ACTION ITEM:
Copy every line of the data in which the word "value" occurs.

DATA FOR PROCESSING:

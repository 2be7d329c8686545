//! Simplify translating texts
//!
//! # Raison d'être
//!
//! Dead simple.  Of course, if you need to serve different languages without
//! recompiling, this is of no use.  Try [`fluent`
//! ](https://crates.io/crates/fluent).
//!
//! # Defining texts
//!
//! The texts are defined in a text file, default `config/texts.cfg`, as a
//! number of comma-separated key-value pairs optionally defining
//! parameterized substitution, see the example below.
//!
//! To initialize the module you must call [`initialize`](fn.initialize.html)
//! before using the [`t!()`](macro.t.html) macro.
//!
//! # Example
//! ```
//! use panelforge_core::t;
//! std::fs::create_dir_all("config").unwrap();
//!
//! let _ = std::fs::write(
//!     "config/texts.cfg",
//!     r#"
//!     "simple"           => "some text without parameters",
//!     "parameterized"    => "some text with <p1> two <p2> parameters",
//!     "beginning-w-par"  => "<par> before text",
//!     "literal-angles"   => "some text containing \< with <par> \>",
//!     "#,
//! );
//! panelforge_core::texts::initialize(None);
//! assert_eq!(
//!     t!("simple"),
//!     "some text without parameters",
//! );
//! assert_eq!(
//!     t!("parameterized", "p2": "(second)", "p1": "(first)"),
//!     "some text with (first) two (second) parameters",
//! );
//! assert_eq!(
//!     t!("parameterized", "p2": "(second)"),
//!     "some text with p1: ? two (second) parameters",
//! );
//! assert_eq!(
//!     t!("beginning-w-par", "par": "parameter"),
//!     "parameter before text",
//! );
//! assert_eq!(
//!     t!("literal-angles", "par": "parameter"),
//!     "some text containing < with parameter >",
//! );
//! assert_eq!(
//!     t!("unregistered", "p1": "of", "p2": "parameterized"),
//!     "unregistered, p1: of, p2: parameterized",
//! );
//! ```

/// Access a text defined in [`config/texts.cfg`](texts/index.html) as a `String`.
///
/// The first parameter is the key as defined in `config/texts.cfg`.
///
/// If the text is parameterized, name-value pairs follow, like so:
///
/// If `config/texts.cfg` contains
/// ```text
///     "example" => "example <p1> a <p2> text",
/// ```
/// The following assertion should hold:
/// ```text
/// assert_eq!(
///     t!("example", "p2": "parameterized", "p1": "of"),
///     "example of a parameterized text",
/// );
/// ```
/// If the `$key` is not in `config/texts.cfg`, the output is the key and the
/// parameters:
/// ```text
/// assert_eq!(
///     t!("unregistered", "p1": "of", "p2": "parameterized"),
///     "unregistered, p1: of, p2: parameterized",
/// );
/// ```
///
#[macro_export]
macro_rules! t {
    ($key:expr $( , $name:literal : $value:expr )* $( , )? ) => {
        {
            #[allow(unused_mut)]
            let mut params: Vec<(&str, &str)> = Vec::new();
        $(
            let val = $value.to_string();
            params.push(($name, &val));
        )*
            $crate::texts::get_text($key, params.as_slice())
        }
    };
}

use regex::Regex;
use std::collections::HashMap;
use std::path::Path;
use std::sync::OnceLock;

static TEXTS: OnceLock<
    HashMap<&'static str, (Vec<(&'static str, &'static str)>, &'static str)>,
> = OnceLock::new();

static DEFS: OnceLock<String> = OnceLock::new();

/// Read `cfg` and initialize the localization mechanism from it.
///
/// The default file is `config/texts.cfg`.
///
pub fn initialize(cfg: Option<&Path>) {
    TEXTS.get_or_init(|| {
        let defs = DEFS.get_or_init(|| {
            std::fs::read_to_string(
                cfg.unwrap_or(Path::new("config/texts.cfg")),
            )
            .unwrap_or(String::new())
        });
        let key_val_pair: Regex = Regex::new(
            r#""((?:[^"]|\\")*)"\s*=>\s*"((?:[^"]|\\")*)"(?:,|$)"#,
        )
        .unwrap();
        let mut map = HashMap::new();
        for key_vals in key_val_pair.captures_iter(defs.as_str()) {
            map.insert(
                key_vals.get(1).unwrap().as_str(),
                find_params(key_vals.get(2).unwrap().as_str()),
            );
        }
        map
    });
}

// find < > delimited parameters in text and return a pair (
//   a vector of pairs ( text before parameter, parameter name ),
//   text after the last parameter,
// )
#[doc(hidden)]
pub fn find_params(
    text: &'static str,
) -> (Vec<(&'static str, &'static str)>, &'static str) {
    static PARAM: OnceLock<Regex> = OnceLock::new();
    let param = PARAM.get_or_init(|| {
        Regex::new(r"((?:[^\\<]|\\<)*)<((?:[^>]|\\>)*)>").unwrap()
    });
    let mut befores_names = Vec::new();
    let mut last = 0;
    for captures in param.captures_iter(&text) {
        let par = captures.get(2).unwrap();
        befores_names.push((&text[last..(par.start() - 1)], par.as_str()));
        last = par.end() + 1;
    }
    (befores_names, &text[last..])
}

// params is [ ( param name, param value ), ... ] in arbitrary order
#[doc(hidden)]
pub fn get_text(key: &str, params: &[(&str, &str)]) -> String {
    let mut result = String::new();
    match TEXTS.get().and_then(|texts| texts.get(key)) {
        Some(entry) => {
            for (piece, par) in &entry.0 {
                result += piece;
                match params.iter().find(|(name, _)| name == par) {
                    Some((_, value)) => result += value,
                    None => {
                        result += par;
                        result += ": ?";
                    }
                }
            }
            result.extend((entry.1).chars());
        }
        None => {
            result += key;
            for (name, value) in params {
                result += ", ";
                result += name;
                result += ": ";
                result.extend(value.to_string().chars());
            }
        }
    }
    result
        .replace("\\<", "<")
        .replace("\\>", ">")
        .replace(r#"\""#, r#"""#)
}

PROBLEM SOLUTION:
//! number of comma-separated key-value pairs optionally defining
/// If the text is parameterized, name-value pairs follow, like so:
    ($key:expr $( , $name:literal : $value:expr )* $( , )? ) => {
            let val = $value.to_string();
// params is [ ( param name, param value ), ... ] in arbitrary order
                    Some((_, value)) => result += value,
            for (name, value) in params {
                result.extend(value.to_string().chars());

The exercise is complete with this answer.